• _WORK REQUIRED_:
All lines from the entries below that contain the string "PartialEq" should be copied out.

═══ EXERCISE DATA ═══

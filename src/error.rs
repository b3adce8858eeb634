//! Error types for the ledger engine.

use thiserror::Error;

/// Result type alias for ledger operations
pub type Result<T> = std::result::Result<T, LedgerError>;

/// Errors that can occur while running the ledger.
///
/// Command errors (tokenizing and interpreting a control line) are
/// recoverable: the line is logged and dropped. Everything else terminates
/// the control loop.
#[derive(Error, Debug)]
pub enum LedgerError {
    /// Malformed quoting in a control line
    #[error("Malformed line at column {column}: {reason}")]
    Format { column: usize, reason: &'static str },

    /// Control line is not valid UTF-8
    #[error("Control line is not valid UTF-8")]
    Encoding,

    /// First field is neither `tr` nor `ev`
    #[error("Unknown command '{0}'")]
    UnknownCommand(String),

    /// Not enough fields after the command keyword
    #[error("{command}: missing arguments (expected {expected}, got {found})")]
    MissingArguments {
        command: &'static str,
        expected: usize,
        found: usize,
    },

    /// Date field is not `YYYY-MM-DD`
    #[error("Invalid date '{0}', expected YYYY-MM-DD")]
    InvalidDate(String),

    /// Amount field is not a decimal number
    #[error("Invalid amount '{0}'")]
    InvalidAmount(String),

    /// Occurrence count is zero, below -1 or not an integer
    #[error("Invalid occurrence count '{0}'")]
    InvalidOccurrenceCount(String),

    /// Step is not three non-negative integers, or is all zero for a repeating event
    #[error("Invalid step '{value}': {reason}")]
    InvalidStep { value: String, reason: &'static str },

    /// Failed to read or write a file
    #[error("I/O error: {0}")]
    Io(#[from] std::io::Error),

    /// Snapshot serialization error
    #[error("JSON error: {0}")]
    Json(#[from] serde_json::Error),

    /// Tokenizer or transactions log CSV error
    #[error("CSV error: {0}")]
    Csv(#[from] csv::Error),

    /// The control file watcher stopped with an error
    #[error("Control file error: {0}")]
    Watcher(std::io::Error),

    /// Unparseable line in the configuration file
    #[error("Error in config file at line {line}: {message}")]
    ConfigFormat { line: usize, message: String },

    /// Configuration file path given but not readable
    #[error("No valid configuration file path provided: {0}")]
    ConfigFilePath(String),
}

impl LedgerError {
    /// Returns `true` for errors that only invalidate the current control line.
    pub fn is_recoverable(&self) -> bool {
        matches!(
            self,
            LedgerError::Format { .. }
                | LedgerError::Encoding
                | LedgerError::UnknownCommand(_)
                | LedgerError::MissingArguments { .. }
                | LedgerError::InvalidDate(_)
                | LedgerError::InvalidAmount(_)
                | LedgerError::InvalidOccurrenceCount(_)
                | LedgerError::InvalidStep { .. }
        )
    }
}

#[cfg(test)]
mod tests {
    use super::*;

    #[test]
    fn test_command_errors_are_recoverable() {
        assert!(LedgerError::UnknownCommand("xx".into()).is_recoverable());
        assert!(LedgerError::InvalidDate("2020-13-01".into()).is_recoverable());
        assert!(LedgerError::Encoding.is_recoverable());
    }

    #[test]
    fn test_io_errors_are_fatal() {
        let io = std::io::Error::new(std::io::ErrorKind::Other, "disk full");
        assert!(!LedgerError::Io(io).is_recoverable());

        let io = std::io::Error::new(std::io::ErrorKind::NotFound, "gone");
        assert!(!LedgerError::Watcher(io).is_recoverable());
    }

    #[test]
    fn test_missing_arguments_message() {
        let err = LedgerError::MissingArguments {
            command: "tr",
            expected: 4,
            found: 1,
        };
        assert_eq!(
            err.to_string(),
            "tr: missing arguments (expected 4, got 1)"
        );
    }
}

═══
═══ EXERCISE DATA ═══

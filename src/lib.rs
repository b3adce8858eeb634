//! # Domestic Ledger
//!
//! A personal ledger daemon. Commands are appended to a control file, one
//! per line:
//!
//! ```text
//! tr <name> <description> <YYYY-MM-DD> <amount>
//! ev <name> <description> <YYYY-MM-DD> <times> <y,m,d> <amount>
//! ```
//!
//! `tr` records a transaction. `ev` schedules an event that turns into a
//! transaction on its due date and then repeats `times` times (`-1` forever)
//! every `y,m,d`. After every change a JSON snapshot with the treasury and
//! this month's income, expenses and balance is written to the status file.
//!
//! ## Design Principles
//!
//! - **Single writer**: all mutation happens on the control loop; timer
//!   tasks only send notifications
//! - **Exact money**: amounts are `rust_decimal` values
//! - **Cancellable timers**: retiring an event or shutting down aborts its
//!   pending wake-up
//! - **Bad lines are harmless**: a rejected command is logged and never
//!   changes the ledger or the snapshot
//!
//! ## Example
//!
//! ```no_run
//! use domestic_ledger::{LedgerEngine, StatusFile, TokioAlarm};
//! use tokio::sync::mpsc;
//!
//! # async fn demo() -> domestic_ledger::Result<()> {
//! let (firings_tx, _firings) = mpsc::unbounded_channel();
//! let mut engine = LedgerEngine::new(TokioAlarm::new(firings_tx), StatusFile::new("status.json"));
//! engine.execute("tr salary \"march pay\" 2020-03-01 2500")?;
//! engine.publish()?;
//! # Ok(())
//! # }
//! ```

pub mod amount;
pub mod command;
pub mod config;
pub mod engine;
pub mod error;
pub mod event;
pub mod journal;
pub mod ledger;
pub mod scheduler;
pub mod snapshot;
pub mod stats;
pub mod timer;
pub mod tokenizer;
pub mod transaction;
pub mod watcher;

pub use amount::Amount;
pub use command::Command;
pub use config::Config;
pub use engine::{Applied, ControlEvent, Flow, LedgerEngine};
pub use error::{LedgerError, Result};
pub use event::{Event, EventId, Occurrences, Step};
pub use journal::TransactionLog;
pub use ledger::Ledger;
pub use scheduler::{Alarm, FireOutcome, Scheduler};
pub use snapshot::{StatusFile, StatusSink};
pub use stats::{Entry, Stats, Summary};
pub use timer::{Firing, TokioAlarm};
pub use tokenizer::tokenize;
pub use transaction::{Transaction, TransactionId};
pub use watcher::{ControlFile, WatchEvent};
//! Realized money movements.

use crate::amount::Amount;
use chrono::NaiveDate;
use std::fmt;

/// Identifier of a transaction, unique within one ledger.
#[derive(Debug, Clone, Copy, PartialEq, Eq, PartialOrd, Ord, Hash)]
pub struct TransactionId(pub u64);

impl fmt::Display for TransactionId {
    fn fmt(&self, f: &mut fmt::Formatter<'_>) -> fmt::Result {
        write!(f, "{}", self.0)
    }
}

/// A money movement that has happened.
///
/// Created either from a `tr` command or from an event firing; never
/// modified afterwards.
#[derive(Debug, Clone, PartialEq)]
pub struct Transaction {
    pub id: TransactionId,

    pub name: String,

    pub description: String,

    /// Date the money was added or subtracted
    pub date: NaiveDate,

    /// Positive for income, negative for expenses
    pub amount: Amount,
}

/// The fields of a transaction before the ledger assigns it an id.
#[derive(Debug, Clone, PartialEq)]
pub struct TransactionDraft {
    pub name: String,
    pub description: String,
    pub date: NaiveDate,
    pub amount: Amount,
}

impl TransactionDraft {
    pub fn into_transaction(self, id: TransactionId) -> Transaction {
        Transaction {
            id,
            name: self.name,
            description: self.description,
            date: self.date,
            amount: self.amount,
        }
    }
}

═══
═══ EXERCISE DATA ═══

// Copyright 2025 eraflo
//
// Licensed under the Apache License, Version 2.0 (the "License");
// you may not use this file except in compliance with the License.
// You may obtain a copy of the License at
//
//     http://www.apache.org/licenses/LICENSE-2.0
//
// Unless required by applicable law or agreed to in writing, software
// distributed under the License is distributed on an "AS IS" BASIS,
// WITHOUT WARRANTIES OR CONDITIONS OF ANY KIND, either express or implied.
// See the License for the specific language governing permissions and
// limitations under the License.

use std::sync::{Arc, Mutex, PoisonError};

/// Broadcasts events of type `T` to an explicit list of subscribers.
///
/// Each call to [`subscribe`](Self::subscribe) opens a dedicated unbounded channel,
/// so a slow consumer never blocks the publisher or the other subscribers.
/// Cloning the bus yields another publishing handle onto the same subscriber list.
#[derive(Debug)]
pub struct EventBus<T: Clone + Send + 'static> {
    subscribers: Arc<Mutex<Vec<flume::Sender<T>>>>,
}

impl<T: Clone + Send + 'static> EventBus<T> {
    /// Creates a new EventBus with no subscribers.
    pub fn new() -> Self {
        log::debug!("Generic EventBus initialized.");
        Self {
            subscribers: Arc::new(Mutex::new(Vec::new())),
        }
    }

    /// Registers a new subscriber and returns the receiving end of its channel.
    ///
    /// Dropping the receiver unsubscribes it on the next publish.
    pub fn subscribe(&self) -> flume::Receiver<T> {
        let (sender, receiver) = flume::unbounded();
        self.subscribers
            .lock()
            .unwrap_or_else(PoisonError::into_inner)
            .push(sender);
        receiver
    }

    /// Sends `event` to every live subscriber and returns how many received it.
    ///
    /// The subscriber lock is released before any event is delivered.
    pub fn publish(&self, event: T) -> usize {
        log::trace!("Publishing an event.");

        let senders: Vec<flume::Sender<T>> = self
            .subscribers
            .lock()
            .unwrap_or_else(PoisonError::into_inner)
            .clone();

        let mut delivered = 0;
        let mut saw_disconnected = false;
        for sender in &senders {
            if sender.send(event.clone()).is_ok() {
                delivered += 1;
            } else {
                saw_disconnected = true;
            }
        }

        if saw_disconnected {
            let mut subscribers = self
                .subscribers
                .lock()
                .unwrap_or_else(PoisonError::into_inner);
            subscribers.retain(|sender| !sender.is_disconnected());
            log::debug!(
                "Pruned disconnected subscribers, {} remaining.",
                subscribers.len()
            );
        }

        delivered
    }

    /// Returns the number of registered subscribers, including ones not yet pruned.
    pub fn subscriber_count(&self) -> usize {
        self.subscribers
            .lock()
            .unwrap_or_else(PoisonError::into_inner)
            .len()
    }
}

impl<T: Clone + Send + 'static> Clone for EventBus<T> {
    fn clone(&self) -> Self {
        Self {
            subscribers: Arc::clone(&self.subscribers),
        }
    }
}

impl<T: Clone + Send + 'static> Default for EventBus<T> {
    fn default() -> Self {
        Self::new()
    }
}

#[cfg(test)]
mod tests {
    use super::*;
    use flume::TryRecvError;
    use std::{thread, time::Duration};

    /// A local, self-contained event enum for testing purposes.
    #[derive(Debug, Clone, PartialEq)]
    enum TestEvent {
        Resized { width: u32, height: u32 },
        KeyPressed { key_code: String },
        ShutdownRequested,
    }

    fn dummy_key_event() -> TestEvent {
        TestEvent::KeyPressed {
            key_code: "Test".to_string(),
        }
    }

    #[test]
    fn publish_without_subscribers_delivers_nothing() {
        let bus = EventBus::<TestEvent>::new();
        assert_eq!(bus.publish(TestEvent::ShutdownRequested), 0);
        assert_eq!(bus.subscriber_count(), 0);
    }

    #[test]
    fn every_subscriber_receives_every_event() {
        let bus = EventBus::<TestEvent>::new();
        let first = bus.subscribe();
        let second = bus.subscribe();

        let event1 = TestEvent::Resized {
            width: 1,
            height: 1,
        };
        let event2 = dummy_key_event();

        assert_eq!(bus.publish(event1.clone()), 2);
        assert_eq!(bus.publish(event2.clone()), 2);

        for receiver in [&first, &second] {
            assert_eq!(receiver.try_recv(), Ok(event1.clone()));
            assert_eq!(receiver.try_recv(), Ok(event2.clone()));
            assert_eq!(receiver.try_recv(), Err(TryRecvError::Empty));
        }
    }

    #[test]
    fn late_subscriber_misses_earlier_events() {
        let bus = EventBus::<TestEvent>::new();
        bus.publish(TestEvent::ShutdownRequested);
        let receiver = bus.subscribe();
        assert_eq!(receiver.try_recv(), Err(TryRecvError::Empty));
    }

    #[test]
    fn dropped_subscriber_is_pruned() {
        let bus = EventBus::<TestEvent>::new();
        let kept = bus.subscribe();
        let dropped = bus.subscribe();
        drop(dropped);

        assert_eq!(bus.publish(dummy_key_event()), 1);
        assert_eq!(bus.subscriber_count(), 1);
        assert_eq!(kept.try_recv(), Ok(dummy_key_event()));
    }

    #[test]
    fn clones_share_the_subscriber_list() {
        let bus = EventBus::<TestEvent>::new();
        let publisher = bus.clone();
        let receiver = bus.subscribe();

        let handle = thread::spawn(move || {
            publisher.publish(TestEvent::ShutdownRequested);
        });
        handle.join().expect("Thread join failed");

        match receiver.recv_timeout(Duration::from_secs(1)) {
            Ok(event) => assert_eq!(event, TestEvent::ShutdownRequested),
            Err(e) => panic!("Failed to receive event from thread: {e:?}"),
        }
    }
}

═══

• _WRITTEN ANSWER_:
#[derive(Debug, Clone, Copy, PartialEq, Eq, PartialOrd, Ord, Hash)]
#[derive(Debug, Clone, PartialEq)]
#[derive(Debug, Clone, PartialEq)]
    #[derive(Debug, Clone, PartialEq)]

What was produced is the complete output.